Task directions:
If a line in the records below contains the word "struct", return that line.

Stored data:
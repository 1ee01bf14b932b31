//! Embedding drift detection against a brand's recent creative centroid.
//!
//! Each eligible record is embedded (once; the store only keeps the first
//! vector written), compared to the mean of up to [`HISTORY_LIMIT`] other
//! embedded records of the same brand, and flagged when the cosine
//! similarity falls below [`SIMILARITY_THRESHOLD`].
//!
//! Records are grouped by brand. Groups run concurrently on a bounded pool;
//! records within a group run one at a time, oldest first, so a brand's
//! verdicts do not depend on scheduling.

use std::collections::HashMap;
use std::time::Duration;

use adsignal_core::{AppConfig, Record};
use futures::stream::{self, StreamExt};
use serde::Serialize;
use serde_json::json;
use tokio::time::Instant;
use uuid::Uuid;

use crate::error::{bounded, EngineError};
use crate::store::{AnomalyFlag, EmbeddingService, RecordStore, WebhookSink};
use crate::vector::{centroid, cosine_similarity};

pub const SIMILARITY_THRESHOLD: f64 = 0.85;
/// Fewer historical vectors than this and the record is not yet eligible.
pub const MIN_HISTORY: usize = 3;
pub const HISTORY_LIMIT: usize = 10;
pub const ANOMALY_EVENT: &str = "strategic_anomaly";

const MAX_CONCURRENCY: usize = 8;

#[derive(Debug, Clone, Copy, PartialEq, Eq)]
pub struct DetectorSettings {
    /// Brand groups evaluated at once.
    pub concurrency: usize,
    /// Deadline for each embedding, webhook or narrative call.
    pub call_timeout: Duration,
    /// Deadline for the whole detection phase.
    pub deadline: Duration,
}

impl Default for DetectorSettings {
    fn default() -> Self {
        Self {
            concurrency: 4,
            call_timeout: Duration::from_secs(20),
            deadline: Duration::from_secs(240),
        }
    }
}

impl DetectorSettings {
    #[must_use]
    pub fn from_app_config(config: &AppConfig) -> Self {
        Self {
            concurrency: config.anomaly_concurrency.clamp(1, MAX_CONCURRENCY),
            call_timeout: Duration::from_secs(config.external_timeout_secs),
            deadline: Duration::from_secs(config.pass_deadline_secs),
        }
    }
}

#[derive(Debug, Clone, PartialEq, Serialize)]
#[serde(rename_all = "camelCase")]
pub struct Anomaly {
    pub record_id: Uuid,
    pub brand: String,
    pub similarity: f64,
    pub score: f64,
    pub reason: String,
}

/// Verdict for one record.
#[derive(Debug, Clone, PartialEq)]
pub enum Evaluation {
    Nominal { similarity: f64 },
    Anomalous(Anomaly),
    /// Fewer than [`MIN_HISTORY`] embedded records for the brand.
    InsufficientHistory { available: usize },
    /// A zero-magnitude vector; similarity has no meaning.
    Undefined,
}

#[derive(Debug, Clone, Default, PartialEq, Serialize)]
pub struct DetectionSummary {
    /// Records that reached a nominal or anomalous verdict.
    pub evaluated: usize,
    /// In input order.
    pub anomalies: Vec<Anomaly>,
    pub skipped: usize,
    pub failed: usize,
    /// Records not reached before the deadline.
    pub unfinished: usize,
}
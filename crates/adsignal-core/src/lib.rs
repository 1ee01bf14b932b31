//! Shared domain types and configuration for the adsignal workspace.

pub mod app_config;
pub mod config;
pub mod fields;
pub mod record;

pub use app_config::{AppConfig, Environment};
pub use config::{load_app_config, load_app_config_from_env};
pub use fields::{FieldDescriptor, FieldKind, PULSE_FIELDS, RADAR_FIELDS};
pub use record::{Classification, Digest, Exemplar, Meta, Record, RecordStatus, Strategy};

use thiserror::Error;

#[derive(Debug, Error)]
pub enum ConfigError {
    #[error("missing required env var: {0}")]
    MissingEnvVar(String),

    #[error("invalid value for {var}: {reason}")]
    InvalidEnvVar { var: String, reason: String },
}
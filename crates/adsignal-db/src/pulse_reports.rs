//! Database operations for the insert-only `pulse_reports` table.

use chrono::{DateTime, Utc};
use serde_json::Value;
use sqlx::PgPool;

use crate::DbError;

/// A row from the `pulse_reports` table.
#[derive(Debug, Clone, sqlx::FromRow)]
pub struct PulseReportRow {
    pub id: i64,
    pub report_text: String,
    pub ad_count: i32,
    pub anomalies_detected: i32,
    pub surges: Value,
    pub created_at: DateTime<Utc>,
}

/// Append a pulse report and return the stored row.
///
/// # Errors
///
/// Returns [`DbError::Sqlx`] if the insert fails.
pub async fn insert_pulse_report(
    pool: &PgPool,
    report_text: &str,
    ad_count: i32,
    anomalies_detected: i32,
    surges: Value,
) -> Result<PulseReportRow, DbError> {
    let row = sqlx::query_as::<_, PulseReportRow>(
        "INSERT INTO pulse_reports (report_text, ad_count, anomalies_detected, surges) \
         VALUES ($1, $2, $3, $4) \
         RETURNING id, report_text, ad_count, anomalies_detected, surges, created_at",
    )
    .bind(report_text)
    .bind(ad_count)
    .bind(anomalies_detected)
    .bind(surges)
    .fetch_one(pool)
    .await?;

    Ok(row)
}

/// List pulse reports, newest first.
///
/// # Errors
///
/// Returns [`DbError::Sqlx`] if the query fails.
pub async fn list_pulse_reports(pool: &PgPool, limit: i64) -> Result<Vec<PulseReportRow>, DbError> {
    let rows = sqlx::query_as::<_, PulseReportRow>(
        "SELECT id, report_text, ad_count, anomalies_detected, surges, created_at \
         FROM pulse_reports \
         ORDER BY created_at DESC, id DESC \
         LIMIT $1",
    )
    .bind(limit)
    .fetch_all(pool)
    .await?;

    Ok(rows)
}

---

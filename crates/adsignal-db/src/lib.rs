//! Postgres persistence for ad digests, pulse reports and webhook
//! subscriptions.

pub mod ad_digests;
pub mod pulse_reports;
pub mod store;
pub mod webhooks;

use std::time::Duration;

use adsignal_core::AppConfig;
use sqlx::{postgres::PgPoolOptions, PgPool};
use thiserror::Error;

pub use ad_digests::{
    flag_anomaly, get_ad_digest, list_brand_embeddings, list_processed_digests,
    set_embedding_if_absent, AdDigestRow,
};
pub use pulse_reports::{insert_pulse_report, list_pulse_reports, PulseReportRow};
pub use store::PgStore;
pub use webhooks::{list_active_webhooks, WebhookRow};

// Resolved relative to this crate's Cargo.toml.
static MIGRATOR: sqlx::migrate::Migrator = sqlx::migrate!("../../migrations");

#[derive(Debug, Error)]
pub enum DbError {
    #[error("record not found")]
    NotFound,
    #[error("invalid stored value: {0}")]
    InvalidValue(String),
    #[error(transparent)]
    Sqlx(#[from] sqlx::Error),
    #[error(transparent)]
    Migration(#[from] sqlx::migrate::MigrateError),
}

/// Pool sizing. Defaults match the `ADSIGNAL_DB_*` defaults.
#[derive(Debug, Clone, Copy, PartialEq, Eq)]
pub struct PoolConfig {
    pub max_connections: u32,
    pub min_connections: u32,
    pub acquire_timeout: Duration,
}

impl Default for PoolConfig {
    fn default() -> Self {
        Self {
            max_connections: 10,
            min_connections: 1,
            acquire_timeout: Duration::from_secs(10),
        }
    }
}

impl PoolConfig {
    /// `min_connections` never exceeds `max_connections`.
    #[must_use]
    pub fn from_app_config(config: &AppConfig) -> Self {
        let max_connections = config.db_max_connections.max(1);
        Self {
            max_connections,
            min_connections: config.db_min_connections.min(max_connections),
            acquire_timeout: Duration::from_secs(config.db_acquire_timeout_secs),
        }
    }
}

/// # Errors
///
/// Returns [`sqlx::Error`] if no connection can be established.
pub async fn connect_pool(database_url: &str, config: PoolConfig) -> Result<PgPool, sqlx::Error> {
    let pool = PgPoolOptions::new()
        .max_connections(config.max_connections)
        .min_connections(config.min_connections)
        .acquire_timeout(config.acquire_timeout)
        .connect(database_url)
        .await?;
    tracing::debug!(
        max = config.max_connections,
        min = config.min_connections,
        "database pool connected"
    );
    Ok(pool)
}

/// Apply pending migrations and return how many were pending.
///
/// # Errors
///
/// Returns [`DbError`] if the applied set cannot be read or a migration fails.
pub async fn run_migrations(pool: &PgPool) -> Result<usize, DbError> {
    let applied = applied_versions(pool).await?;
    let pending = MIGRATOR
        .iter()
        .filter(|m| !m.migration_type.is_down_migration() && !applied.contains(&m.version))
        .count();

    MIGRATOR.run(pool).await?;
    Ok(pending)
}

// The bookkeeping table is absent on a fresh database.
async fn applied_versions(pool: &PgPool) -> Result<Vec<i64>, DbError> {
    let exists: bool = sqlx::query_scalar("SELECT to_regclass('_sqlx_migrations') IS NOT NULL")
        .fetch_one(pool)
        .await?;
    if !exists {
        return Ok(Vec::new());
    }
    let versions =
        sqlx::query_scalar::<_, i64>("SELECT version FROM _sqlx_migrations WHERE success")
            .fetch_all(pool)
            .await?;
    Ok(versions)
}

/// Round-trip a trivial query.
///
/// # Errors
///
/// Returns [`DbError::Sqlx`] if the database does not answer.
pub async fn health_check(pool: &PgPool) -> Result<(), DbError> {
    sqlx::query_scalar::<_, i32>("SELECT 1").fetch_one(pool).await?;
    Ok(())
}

---

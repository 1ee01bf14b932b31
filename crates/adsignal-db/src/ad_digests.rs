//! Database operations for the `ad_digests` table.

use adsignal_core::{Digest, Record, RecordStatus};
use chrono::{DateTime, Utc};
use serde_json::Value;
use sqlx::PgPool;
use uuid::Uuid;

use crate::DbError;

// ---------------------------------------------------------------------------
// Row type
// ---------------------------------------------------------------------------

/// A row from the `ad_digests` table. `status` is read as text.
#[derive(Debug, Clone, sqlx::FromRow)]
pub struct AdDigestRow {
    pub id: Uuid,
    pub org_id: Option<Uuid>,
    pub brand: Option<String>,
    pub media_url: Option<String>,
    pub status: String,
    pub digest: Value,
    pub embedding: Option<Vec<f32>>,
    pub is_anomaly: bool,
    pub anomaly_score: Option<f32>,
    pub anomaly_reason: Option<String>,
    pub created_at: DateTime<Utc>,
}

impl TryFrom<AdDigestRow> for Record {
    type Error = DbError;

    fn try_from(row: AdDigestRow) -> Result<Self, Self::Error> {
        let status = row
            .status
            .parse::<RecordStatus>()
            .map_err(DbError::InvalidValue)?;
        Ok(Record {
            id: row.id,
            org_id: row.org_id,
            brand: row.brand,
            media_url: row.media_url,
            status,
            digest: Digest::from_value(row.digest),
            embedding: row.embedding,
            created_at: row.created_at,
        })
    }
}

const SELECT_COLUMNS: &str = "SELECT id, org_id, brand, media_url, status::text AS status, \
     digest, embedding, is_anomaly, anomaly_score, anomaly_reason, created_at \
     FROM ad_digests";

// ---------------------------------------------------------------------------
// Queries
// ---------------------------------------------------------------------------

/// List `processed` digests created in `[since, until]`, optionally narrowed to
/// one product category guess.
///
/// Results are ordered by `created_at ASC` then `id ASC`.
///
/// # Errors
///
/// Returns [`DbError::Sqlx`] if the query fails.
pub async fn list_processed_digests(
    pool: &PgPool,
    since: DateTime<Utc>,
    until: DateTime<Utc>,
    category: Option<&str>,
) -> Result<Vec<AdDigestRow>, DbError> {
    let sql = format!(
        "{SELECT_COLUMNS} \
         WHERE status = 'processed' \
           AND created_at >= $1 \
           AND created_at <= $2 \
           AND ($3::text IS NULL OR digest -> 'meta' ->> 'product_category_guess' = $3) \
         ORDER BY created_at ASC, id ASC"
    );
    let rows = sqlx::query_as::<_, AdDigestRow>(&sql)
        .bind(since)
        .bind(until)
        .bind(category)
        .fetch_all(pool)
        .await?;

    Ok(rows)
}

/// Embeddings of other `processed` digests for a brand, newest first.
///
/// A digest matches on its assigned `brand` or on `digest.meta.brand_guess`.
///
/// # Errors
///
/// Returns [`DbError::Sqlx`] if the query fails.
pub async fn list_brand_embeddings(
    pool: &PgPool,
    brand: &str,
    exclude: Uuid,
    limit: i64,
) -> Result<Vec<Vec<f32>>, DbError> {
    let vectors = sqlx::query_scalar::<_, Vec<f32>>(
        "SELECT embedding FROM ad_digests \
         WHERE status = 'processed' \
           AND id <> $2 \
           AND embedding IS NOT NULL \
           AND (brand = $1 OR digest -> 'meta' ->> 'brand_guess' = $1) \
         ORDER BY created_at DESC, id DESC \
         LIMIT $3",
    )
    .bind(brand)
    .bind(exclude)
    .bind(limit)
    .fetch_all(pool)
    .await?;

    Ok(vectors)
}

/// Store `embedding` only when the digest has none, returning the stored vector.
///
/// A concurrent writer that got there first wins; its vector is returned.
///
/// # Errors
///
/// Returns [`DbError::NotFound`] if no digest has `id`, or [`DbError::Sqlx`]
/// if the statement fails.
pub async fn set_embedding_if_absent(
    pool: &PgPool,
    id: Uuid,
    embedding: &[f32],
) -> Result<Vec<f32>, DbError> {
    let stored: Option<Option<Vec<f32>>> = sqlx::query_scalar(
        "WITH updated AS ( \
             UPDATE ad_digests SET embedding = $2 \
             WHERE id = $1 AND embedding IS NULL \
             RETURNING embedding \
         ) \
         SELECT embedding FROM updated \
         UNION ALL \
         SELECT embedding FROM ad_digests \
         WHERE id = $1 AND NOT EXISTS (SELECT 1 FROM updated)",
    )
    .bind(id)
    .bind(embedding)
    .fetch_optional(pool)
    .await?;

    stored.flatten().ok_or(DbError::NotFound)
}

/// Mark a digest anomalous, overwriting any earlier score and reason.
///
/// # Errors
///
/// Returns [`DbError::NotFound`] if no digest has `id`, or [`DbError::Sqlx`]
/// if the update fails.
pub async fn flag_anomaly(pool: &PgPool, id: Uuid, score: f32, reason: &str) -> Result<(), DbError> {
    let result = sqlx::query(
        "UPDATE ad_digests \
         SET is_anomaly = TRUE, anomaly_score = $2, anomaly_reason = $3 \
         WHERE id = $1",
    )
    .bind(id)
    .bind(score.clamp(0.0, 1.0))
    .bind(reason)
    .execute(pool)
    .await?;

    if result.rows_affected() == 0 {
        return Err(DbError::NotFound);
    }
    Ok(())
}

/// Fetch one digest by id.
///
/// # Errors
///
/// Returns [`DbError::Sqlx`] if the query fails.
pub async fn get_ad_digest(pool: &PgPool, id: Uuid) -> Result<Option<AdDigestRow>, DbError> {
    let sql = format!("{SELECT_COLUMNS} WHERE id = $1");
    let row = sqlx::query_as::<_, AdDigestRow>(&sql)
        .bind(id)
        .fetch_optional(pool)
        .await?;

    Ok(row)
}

Written response:
pub struct DetectorSettings {
pub struct Anomaly {
pub struct DetectionSummary {
pub struct PulseReportRow {
pub struct PoolConfig {
pub struct AdDigestRow {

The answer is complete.